* Task objective
Scan the records below and say how many lines include the word "ParameterOwner", giving no other text.

========================================

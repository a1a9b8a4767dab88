//! Intermediate parameter ids for curated parameters.
//!
//! Official exports enumerate parameters, so ids are looked up positionally
//! after translating the curated JVM index. Legacy exports do not, so ids
//! are rebuilt from the owning method's id (or constructor id) and the JVM
//! index.

use tracing::debug;

use super::ExportMode;
use crate::base::{constructor_parameter_id, method_parameter_id, method_tag};
use crate::curated::ParameterData;
use crate::mapping::Method;
use crate::mapping::descriptor::jvm_index_to_slot;

/// What the curated parameters belong to.
#[derive(Clone, Copy, Debug)]
pub enum ParameterOwner<'a> {
    /// A method present in the composed mapping.
    Method(&'a Method),
    /// A legacy constructor, identified by its side-table id.
    Constructor(&'a str),
}

/// Intermediate ids for `parameters`, index-aligned with the input.
///
/// `None` marks a parameter that cannot be correlated with an intermediate
/// id and must be skipped.
pub fn parameter_ids(
    mode: ExportMode,
    owner: ParameterOwner<'_>,
    parameters: &[ParameterData],
) -> Vec<Option<String>> {
    match (mode, owner) {
        (ExportMode::Official, ParameterOwner::Method(method)) => official_ids(method, parameters),
        (ExportMode::Official, ParameterOwner::Constructor(id)) => {
            debug!(
                constructor = id,
                "official exports enumerate constructors; skipping side-table parameters"
            );
            vec![None; parameters.len()]
        }
        (ExportMode::Legacy, ParameterOwner::Constructor(id)) => parameters
            .iter()
            .map(|p| Some(constructor_parameter_id(id, p.index)))
            .collect(),
        (ExportMode::Legacy, ParameterOwner::Method(method)) => match method_tag(&method.mapped) {
            Some(tag) => parameters
                .iter()
                .map(|p| Some(method_parameter_id(tag, p.index)))
                .collect(),
            None => {
                debug!(
                    method = %method.original,
                    mapped = %method.mapped,
                    "method id has no generated tag; skipping parameters"
                );
                vec![None; parameters.len()]
            }
        },
    }
}

fn official_ids(method: &Method, parameters: &[ParameterData]) -> Vec<Option<String>> {
    if parameters.len() != method.parameters.len() {
        debug!(
            method = %method.original,
            descriptor = %method.descriptor,
            curated = parameters.len(),
            intermediate = method.parameters.len(),
            "parameter counts differ; skipping parameters"
        );
        return vec![None; parameters.len()];
    }

    parameters
        .iter()
        .map(|p| {
            let slot = jvm_index_to_slot(&method.descriptor, p.index, method.is_static());
            let id = method.parameters.get(slot).map(|param| param.mapped.clone());
            if id.is_none() {
                debug!(
                    method = %method.original,
                    index = p.index,
                    slot,
                    "parameter index past the end of the intermediate list; skipping"
                );
            }
            id
        })
        .collect()
}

========================================

* Exercise output
6